In 1776, Thomas Paine published Common Sense, the Continental Congress declared independence, and Washington crossed the Delaware. We are familiar with these famous moments in American history, but we know little about the extraordinary events occurring that same year far beyond the British colonies. In this distinctive history, Claudio Saunt tells an intriguing, largely untold story of an immense and restless continent connected in surprising ways.

In that pivotal year, the Spanish established the first European colony in San Francisco and set off a cataclysm for the region’s native residents. The Russians pushed into Alaska in search of valuable sea otters, devastating local Aleut communities. And the British extended their fur trade from Hudson Bay deep into the continent, sparking an environmental revolution that transformed America’s boreal forests.

While imperial officials in distant Europe maneuvered to control lands they knew almost nothing about, America''s indigenous peoples sought their own advantage. Creek Indians navigated the Caribbean to explore trade with Cuba. The Osages expanded their dominion west of the Mississippi River, overwhelming the small Spanish outposts in the area. And the Sioux advanced across the Dakotas. One traditional Sioux history states that they first seized the Black Hills, the territory they now consider their sacred homeland, in 1776. "Two nations were born that year," Saunt writes. The native one would win its final military victory at the Battle of Little Bighorn one hundred years later.

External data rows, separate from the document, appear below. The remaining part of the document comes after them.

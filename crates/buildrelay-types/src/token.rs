use chrono::{DateTime, Utc};
use serde::{Deserialize, Serialize};
use uuid::Uuid;

use std::fmt;
use std::str::FromStr;

/// Opaque correlation token identifying the run caused by one dispatch.
///
/// Minted as a UUID v7 string so the mint time can be recovered from the
/// token alone, even after the registry has been lost. Tokens received from
/// callers are not required to be UUIDs; any non-empty string is accepted.
#[derive(Debug, Clone, PartialEq, Eq, Hash, Serialize, Deserialize)]
#[serde(transparent)]
pub struct CorrelationToken(String);

impl CorrelationToken {
    /// Mint a fresh token (UUID v7, time-sortable).
    pub fn new() -> Self {
        Self(Uuid::now_v7().to_string())
    }

    pub fn as_str(&self) -> &str {
        &self.0
    }

    /// The mint time embedded in a UUID v7 token, if this token is one.
    pub fn minted_at(&self) -> Option<DateTime<Utc>> {
        let uuid = Uuid::parse_str(&self.0).ok()?;
        if uuid.get_version_num() != 7 {
            return None;
        }
        let (secs, nanos) = uuid.get_timestamp()?.to_unix();
        DateTime::from_timestamp(secs as i64, nanos)
    }
}

impl Default for CorrelationToken {
    fn default() -> Self {
        Self::new()
    }
}

impl fmt::Display for CorrelationToken {
    fn fmt(&self, f: &mut fmt::Formatter<'_>) -> fmt::Result {
        f.write_str(&self.0)
    }
}

impl FromStr for CorrelationToken {
    type Err = String;

    fn from_str(s: &str) -> Result<Self, Self::Err> {
        let trimmed = s.trim();
        if trimmed.is_empty() {
            return Err("correlation token cannot be empty".to_string());
        }
        Ok(Self(trimmed.to_string()))
    }
}

impl AsRef<str> for CorrelationToken {
    fn as_ref(&self) -> &str {
        &self.0
    }
}
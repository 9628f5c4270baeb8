//! Camera rig module
//!
//! A spring-arm camera that follows the controller's control rotation.

mod config;
mod rig;

pub use config::CameraConfig;
pub use rig::CameraRig;
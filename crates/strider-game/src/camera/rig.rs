//! Spring-arm camera that mirrors the control rotation

use glam::Vec3;
use rapier3d::prelude::QueryFilter;
use strider_core::Rotator;
use strider_physics::PhysicsWorld;

use super::CameraConfig;

/// Third-person camera rig
pub struct CameraRig {
    /// Configuration
    pub config: CameraConfig,
    /// World rotation of the arm (copied from the control rotation)
    rotation: Rotator,
    /// Arm pivot in world space
    pivot: Vec3,
    /// Camera world position (computed each sync)
    position: Vec3,
}

impl CameraRig {
    pub fn new() -> Self {
        Self::with_config(CameraConfig::default())
    }

    pub fn with_config(config: CameraConfig) -> Self {
        Self {
            config,
            rotation: Rotator::ZERO,
            pivot: Vec3::ZERO,
            position: Vec3::ZERO,
        }
    }

    pub fn position(&self) -> Vec3 {
        self.position
    }

    /// Follow the character: rotate the arm to `control_rotation` and place the
    /// camera behind `character_position`.
    ///
    /// With `physics`, the arm is shortened if geometry (other than the
    /// filtered-out character) blocks the line from pivot to camera.
    pub fn sync(
        &mut self,
        character_position: Vec3,
        control_rotation: Rotator,
        physics: Option<(&PhysicsWorld, QueryFilter)>,
    ) {
        self.rotation = control_rotation;
        self.pivot = character_position + self.config.pivot_offset;

        let back = self.rotation.to_quat() * Vec3::NEG_X;
        let mut length = self.config.arm_length;

        if self.config.probe_collision {
            if let Some((physics, filter)) = physics {
                let probe_length = self.config.arm_length + self.config.collision_radius;
                if let Some((_handle, toi)) = physics.raycast(self.pivot, back, probe_length, filter) {
                    length = (toi - self.config.collision_radius).max(self.config.min_arm_length);
                }
            }
        }

        self.position = self.pivot + back * length;
    }
}

impl Default for CameraRig {
    fn default() -> Self {
        Self::new()
    }
}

From the Aleutian Islands to the Gulf Coast and across the oceans to Europe’s imperial capitals, Saunt’s masterfully researched narrative reveals an interconnected web of history that spans not just the forgotten parts of North America but the entire globe.

Richly illustrated, with maps that reenvision a familiar landscape, West of the Revolution explores a turbulent continent in a year of many revolutions.

22 illlustrations, 15 maps

From Booklist

The year 1776 was momentous and, as Saunt’s innovative survey shows, not only for American colonists rebelling against the British Empire. Beyond the Appalachian Mountains, events were in motion that would influence what peoples and powers would control North America. Geographically staged in nine regions of the continent, Saunt’s narratives broadly concern themselves with native peoples’ reactions to territorial expansions by European powers. On the Pacific coast, Russia advanced south from the Aleutian Islands, and Spain probed north from Mexico, with deleterious consequences for indigenous groups. Inland, the Lakota Sioux were migrating toward the Black Hills of modern South Dakota; the Osage of Missouri coped with the Spanish and British presence along the Mississippi River; and in the Southeast, the Creeks strove to obtain Spanish support against Americans expanding from Georgia. Saunt ably integrates local geographical and climatic conditions into the anxieties and actions of imperial officials on the scene while exhibiting insight into the predicaments faced by the pertinent Indian tribes. Taking uncommon perspectives, Saunt’s accounts will fascinate readers interested in the colonial history of North America. --Gilbert Taylor

Review

"An engaging, original, and thought-provoking book on what was happening on the American continent in 1776 outside of our traditional line of sight. The result is a fascinating new look at the most familiar of years."
Jon Meacham, author of Thomas Jefferson: The Art of Power

"A dramatic and compelling new take on the North America of 1776. With careful research and in evocative writing, Saunt brilliantly recovers the cultural diversity and many possibilities of a continent dominated by native peoples and coveted by several empires."
Alan Taylor, author of The Internal Enemy (National Book Award Finalist)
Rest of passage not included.